One way is to use OpenRefine’s ability to “replay” cleaning scripts that you have generated before. Here’s an example of how to do just that…
Let’s start by loading the data in from a CSV file on the Isle of Wight local council website – we need to copy the download link URL ourselves:
The recent spending files are in a common format (that is, they have been published according to the same template), which is something we’ll be relying on, so we could load multiple files in at once into one big data file, but in this case I’m going to take each file separately.
OpenRefine makes a good guess at the file format. One minor tweak we might make is to ignore any blank lines (OpenSpending doesn’t like blank lines!).
Here’s what the data looks like once we import it:
OpenSpending expects the data to be presented in a particular way, which is why we need to clean the data a little before we can upload it. For example, OpenSpending likes column names that are free of spaces and punctuation; it requires an amount column that just contains numbers (so no commas in the number to make it more readable!); it requires dates in the format 2013-07-15 (that is, the yyyy-mm-dd format) (and I think it needs this column to be called time?).

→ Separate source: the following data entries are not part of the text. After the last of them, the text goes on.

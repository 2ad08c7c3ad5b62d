#![no_main]

use arbitrary::Arbitrary;
use libfuzzer_sys::fuzz_target;
use swsh_transform::{index_lm, lm_index, mode_count};

#[derive(Debug, Arbitrary)]
struct IndexInput {
    lmax: u16,
    index: u32,
    l: i32,
    m: i32,
}

fuzz_target!(|input: IndexInput| {
    let lmax = usize::from(input.lmax);
    let index = input.index as usize;
    match index_lm(index, lmax) {
        Ok((l, m)) => {
            assert!(index < mode_count(lmax));
            assert_eq!(lm_index(l, m, lmax), Ok(index));
        }
        Err(_) => assert!(index >= mode_count(lmax)),
    }
    if let Ok(at) = lm_index(input.l, input.m, lmax) {
        assert_eq!(index_lm(at, lmax), Ok((input.l, input.m)));
    }
});
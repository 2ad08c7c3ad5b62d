use swsh_fft::FftError;
use thiserror::Error;

pub type SphtResult<T> = Result<T, SphtError>;

#[derive(Debug, Error, Clone, PartialEq)]
pub enum SphtError {
    #[error("domain error: {detail}")]
    Domain { detail: String },
    #[error("invalid grid: ntheta={ntheta} (needs >= 2), nphi={nphi} (needs >= 1)")]
    InvalidGrid { ntheta: usize, nphi: usize },
    #[error("lmax={lmax} incompatible with spin {spin}: need lmax >= max(1, |s|)")]
    Configuration { lmax: usize, spin: i32 },
    #[error("shape mismatch in {context}: expected {expected}, got {actual}")]
    ShapeMismatch {
        context: &'static str,
        expected: String,
        actual: String,
    },
    #[error("numerical instability at degree {degree}: {detail}")]
    NumericalInstability { degree: usize, detail: String },
    #[error("non-finite input rejected by policy")]
    NonFiniteInput,
    #[error("invalid worker count: {requested}")]
    InvalidWorkers { requested: usize },
    #[error(transparent)]
    Fft(#[from] FftError),
}

impl SphtError {
    pub(crate) fn domain(detail: impl Into<String>) -> Self {
        Self::Domain {
            detail: detail.into(),
        }
    }

    pub(crate) fn shape(
        context: &'static str,
        expected: impl std::fmt::Display,
        actual: impl std::fmt::Display,
    ) -> Self {
        Self::ShapeMismatch {
            context,
            expected: expected.to_string(),
            actual: actual.to_string(),
        }
    }
}
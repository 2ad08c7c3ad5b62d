#![no_main]

use arbitrary::Arbitrary;
use libfuzzer_sys::fuzz_target;
use num_complex::Complex64;
use swsh_runtime::{RuntimeMode, max_abs_diff};
use swsh_transform::{SpinTransform, TransformOptions, mode_count, modes};

#[derive(Debug, Arbitrary)]
struct RoundTripInput {
    lmax: u8,
    spin: i8,
    extra_theta: u8,
    extra_phi: u8,
    hardened: bool,
    coefficients: Vec<(i16, i16)>,
}

fuzz_target!(|input: RoundTripInput| {
    let lmax = usize::from(input.lmax % 12).max(1);
    let spin = i32::from(input.spin) % (lmax as i32 + 1);
    if input.coefficients.is_empty() {
        return;
    }
    let floor = spin.unsigned_abs() as i32;
    let alm: Vec<Complex64> = modes(lmax)
        .map(|(index, l, _)| {
            let (re, im) = input.coefficients[index % input.coefficients.len()];
            if l < floor {
                Complex64::new(0.0, 0.0)
            } else {
                Complex64::new(f64::from(re) / 1024.0, f64::from(im) / 1024.0)
            }
        })
        .collect();
    assert_eq!(alm.len(), mode_count(lmax));

    let mode = if input.hardened {
        RuntimeMode::Hardened
    } else {
        RuntimeMode::Strict
    };
    let Ok(engine) = SpinTransform::new(TransformOptions::default().with_mode(mode)) else {
        return;
    };
    let ntheta = lmax + 2 + usize::from(input.extra_theta % 4);
    let nphi = 2 * lmax + 1 + usize::from(input.extra_phi % 4);
    let map = engine
        .salm2map(&alm, spin, lmax, ntheta, nphi)
        .expect("valid synthesis input");
    let back = engine.map2salm(&map, spin, lmax).expect("valid analysis input");
    let scale = alm.iter().map(|v| v.norm()).fold(1.0, f64::max);
    assert!(max_abs_diff(&back, &alm) <= 1e-9 * scale);
});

Here’s how we can rename the columns:
Rename each column in turn, as required – for example, remove any punctuation, use camelCase (removeing spaces and using capital letters to make work boundaries), or replace spaces with underscores (_).
Let’s look at the amount column – if we select the numeric facet we can see there are lots of things not identified as numbers:
We can preview what the non-numeric values are so we can set about tidying them up…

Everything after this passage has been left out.